Limitations have been observed with the use of clopidogrel following percutaneous coronary intervention (PCI) indicating the urgent need of a more potent anti-platelet agent. We aimed to compare the efficacy and safety of ticagrelor versus clopidogrel following PCI.Methods:
Online databases were searched for relevant studies (published between the years 2007 and 2017) comparing ticagrelor versus clopidogrel following coronary stenting. Primary outcomes assessed efficacy whereas secondary outcomes assessed safety.
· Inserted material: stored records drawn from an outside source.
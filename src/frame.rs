//! Frame handoff between capture and delivery.
//!
//! - `FrameBuffer`: reusable byte buffer owned by exactly one consumer. The
//!   camera overwrites it in place on every capture; it is never shared.
//! - multipart framing for `multipart/x-mixed-replace` MJPEG responses.

use std::io::{self, Write};

/// Multipart boundary token used on `/video_feed`.
pub const BOUNDARY: &str = "frame";

/// Content type of the MJPEG response.
pub const MULTIPART_CONTENT_TYPE: &str = "multipart/x-mixed-replace; boundary=frame";

/// Header written before every JPEG part.
pub const PART_HEADER: &[u8] = b"--frame\r\nContent-Type: image/jpeg\r\n\r\n";

/// Terminator written after every JPEG part.
pub const PART_TRAILER: &[u8] = b"\r\n";

/// Smallest well-formed baseline JPEG (SOI, DQT, SOF0, DHT, SOS, EOI).
pub const MIN_JPEG_BYTES: usize = 125;

const SOI: [u8; 2] = [0xFF, 0xD8];
const EOI: [u8; 2] = [0xFF, 0xD9];

/// Per-consumer frame buffer.
///
/// Capacity is kept between frames so steady-state streaming does not
/// allocate.
#[derive(Debug, Default)]
pub struct FrameBuffer {
    data: Vec<u8>,
}

impl FrameBuffer {
    pub fn new() -> Self {
        Self::default()
    }

    pub fn with_capacity(capacity: usize) -> Self {
        Self {
            data: Vec::with_capacity(capacity),
        }
    }

    /// Drop the previous frame, keeping the allocation.
    pub fn reset(&mut self) {
        self.data.clear();
    }

    pub fn as_bytes(&self) -> &[u8] {
        &self.data
    }

    pub fn len(&self) -> usize {
        self.data.len()
    }

    pub fn is_empty(&self) -> bool {
        self.data.is_empty()
    }

    pub(crate) fn as_mut_vec(&mut self) -> &mut Vec<u8> {
        &mut self.data
    }
}

/// True when `bytes` starts with SOI and ends with EOI.
pub fn is_jpeg(bytes: &[u8]) -> bool {
    bytes.len() >= 4 && bytes[..2] == SOI && bytes[bytes.len() - 2..] == EOI
}

/// Write one multipart part carrying `jpeg`.
pub fn write_part<W: Write>(out: &mut W, jpeg: &[u8]) -> io::Result<()> {
    out.write_all(PART_HEADER)?;
    out.write_all(jpeg)?;
    out.write_all(PART_TRAILER)?;
    out.flush()
}

/// Split a buffered multipart body into complete JPEG parts.
///
/// Returns the parts found and the number of bytes consumed; a trailing
/// partial part is left for the next call. Used by tests and tooling that
/// consume `/video_feed`.
pub fn split_parts(body: &[u8]) -> (Vec<Vec<u8>>, usize) {
    let mut parts = Vec::new();
    let mut offset = 0;
    loop {
        let rest = &body[offset..];
        if rest.len() < PART_HEADER.len() {
            break;
        }
        if !rest.starts_with(PART_HEADER) {
            break;
        }
        let payload = &rest[PART_HEADER.len()..];
        let Some(end) = find(payload, b"\r\n--frame\r\n").or_else(|| {
            payload
                .ends_with(PART_TRAILER)
                .then(|| payload.len() - PART_TRAILER.len())
                .filter(|&end| is_jpeg(&payload[..end]))
        }) else {
            break;
        };
        parts.push(payload[..end].to_vec());
        offset += PART_HEADER.len() + end + PART_TRAILER.len();
    }
    (parts, offset)
}

fn find(haystack: &[u8], needle: &[u8]) -> Option<usize> {
    haystack
        .windows(needle.len())
        .position(|window| window == needle)
}

#[cfg(test)]
mod tests {
    use super::*;

    fn fake_jpeg(fill: u8, len: usize) -> Vec<u8> {
        let mut bytes = vec![0xFF, 0xD8];
        bytes.extend(std::iter::repeat(fill).take(len));
        bytes.extend_from_slice(&[0xFF, 0xD9]);
        bytes
    }

    #[test]
    fn part_matches_wire_format() -> io::Result<()> {
        let jpeg = fake_jpeg(0x11, 4);
        let mut out = Vec::new();
        write_part(&mut out, &jpeg)?;

        let mut expected = b"--frame\r\nContent-Type: image/jpeg\r\n\r\n".to_vec();
        expected.extend_from_slice(&jpeg);
        expected.extend_from_slice(b"\r\n");
        assert_eq!(out, expected);
        Ok(())
    }

    #[test]
    fn split_parts_keeps_partial_tail() -> io::Result<()> {
        let a = fake_jpeg(0x21, 10);
        let b = fake_jpeg(0x22, 20);
        let mut body = Vec::new();
        write_part(&mut body, &a)?;
        write_part(&mut body, &b)?;
        body.extend_from_slice(b"--frame\r\nContent-Type: image/jpeg\r\n\r\n\xFF\xD8\x00");

        let (parts, consumed) = split_parts(&body);
        assert_eq!(parts, vec![a, b]);
        assert!(body[consumed..].starts_with(PART_HEADER));
        Ok(())
    }

    #[test]
    fn buffer_reset_keeps_capacity() {
        let mut buffer = FrameBuffer::with_capacity(1024);
        buffer.as_mut_vec().extend_from_slice(&[1, 2, 3]);
        assert_eq!(buffer.len(), 3);
        buffer.reset();
        assert!(buffer.is_empty());
        assert!(buffer.as_mut_vec().capacity() >= 1024);
    }

    #[test]
    fn jpeg_markers_are_checked() {
        assert!(is_jpeg(&fake_jpeg(0, 1)));
        assert!(!is_jpeg(&[0xFF, 0xD8]));
        assert!(!is_jpeg(&[0x89, 0x50, 0x4E, 0x47]));
    }
}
Odds ratios (OR) with 95% confidence intervals (CIs) based on a random effect model were calculated and the analysis was carried out by the RevMan 5.3 software.Results:
A total number of 25,632 patients with acute coronary syndrome (ACS) [12,992 patients with ST segment elevation myocardial infarction (STEMI) and 14,215 patients with non-ST segment elevation myocardial infarction (NSTEMI)] were included in this analysis, of whom 23,714 patients were revascularized by PCI. Results of this analysis did not show any significant difference in all-cause mortality, major adverse cardiac events (MACEs), myocardial infarction, stroke and stent thrombosis observed between ticagrelor and clopidogrel with (OR: 0.83, 95% CI: 0.67–1.03; P = .09), (OR: 0.64, 95% CI: 0.41–1.01; P = .06), (OR: 0.77, 95% CI: 0.57–1.03; P = .08), (OR: 0.85, 95% CI: 0.57–1.26; P = .42) and (OR: 0.70, 95% CI: 0.47–1.05; P =.09).Results:
However, ticagrelor was associated with a significantly higher minor and major bleeding with (OR: 1.57, 95% CI: 1.30–1.89; P = .00001) and (OR: 1.52, 95% CI: 1.01–2.29; P = 0.04) respectively. Dyspnea was also significantly higher in the ticagrelor group (OR: 2.64, 95% CI: 1.87–3.72; P = .00001).Conclusion:
Ticagrelor and clopidogrel were comparable in terms of efficacy in these patients with ACS. However, the safety outcomes of ticagrelor should further be investigated.